> Task material
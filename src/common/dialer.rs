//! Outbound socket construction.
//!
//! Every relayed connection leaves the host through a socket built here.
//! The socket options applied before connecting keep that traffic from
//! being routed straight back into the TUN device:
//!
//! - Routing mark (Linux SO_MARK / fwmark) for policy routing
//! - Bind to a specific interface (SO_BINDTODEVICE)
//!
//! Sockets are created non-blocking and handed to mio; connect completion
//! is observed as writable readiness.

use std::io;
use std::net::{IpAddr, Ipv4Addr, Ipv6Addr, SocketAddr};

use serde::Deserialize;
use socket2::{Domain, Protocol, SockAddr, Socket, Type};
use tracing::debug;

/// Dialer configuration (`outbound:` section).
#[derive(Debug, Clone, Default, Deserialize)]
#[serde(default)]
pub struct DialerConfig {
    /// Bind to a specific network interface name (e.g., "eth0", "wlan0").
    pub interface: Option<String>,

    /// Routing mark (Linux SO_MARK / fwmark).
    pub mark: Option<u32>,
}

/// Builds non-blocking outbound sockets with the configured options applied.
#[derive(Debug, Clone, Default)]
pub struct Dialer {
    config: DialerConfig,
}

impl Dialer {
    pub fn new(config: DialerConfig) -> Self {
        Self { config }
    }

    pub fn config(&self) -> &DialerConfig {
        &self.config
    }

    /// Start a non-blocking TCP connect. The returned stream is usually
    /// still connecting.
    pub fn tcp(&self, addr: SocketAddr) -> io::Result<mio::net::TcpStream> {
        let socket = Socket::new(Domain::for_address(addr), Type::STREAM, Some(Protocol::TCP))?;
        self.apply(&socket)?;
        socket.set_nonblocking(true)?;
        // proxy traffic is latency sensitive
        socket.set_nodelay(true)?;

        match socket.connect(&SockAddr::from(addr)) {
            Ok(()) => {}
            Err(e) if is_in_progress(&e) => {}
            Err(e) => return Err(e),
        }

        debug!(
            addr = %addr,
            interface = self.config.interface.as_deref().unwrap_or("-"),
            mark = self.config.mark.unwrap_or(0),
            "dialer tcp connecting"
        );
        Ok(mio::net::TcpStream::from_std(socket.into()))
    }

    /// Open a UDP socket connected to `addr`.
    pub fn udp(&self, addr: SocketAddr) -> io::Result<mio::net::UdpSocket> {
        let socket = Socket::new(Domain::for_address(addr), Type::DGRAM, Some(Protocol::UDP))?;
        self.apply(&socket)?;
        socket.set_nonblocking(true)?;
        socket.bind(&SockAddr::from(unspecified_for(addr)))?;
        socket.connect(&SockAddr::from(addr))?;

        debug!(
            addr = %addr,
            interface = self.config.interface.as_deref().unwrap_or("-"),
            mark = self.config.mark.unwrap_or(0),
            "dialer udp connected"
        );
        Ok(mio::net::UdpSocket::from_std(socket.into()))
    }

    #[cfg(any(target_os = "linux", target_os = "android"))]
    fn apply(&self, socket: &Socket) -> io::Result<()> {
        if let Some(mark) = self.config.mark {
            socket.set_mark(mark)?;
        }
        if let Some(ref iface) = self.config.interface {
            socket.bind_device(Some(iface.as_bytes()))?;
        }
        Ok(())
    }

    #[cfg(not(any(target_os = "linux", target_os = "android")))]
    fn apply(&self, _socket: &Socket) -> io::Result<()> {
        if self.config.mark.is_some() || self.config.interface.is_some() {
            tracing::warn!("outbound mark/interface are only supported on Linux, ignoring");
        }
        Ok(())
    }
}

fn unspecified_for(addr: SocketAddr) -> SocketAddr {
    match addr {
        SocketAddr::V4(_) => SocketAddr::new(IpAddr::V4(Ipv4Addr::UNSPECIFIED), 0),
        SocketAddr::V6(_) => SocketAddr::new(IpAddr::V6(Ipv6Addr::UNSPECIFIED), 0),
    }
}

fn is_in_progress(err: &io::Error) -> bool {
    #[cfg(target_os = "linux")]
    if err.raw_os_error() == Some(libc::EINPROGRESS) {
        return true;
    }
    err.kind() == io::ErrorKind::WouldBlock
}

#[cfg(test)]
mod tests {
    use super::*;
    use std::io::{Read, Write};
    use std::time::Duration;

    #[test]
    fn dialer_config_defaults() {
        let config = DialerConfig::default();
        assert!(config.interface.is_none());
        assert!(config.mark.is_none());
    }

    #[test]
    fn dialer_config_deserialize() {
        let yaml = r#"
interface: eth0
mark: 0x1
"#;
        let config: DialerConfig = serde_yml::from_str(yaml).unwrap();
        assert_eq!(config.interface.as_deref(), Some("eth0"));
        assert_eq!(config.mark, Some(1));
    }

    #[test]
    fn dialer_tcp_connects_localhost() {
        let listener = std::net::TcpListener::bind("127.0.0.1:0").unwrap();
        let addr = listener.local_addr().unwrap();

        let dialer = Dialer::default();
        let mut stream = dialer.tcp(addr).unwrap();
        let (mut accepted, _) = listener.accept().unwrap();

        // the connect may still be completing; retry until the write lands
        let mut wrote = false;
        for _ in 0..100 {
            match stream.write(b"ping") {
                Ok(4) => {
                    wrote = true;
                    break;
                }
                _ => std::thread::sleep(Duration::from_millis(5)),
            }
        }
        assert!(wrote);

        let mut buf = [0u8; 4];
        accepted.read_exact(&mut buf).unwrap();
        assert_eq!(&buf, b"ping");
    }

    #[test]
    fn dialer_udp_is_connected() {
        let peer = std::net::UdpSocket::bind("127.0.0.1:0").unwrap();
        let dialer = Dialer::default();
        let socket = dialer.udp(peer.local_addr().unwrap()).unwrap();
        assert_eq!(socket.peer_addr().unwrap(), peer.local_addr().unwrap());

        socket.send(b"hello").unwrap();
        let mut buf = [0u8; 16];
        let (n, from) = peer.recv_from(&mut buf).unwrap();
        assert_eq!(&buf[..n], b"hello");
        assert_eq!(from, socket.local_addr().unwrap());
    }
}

> Work to be completed
Find and copy each line above that includes the string "Result".

> Solution for this task
    pub fn tcp(&self, addr: SocketAddr) -> io::Result<mio::net::TcpStream> {
    pub fn udp(&self, addr: SocketAddr) -> io::Result<mio::net::UdpSocket> {
    fn apply(&self, socket: &Socket) -> io::Result<()> {
    fn apply(&self, _socket: &Socket) -> io::Result<()> {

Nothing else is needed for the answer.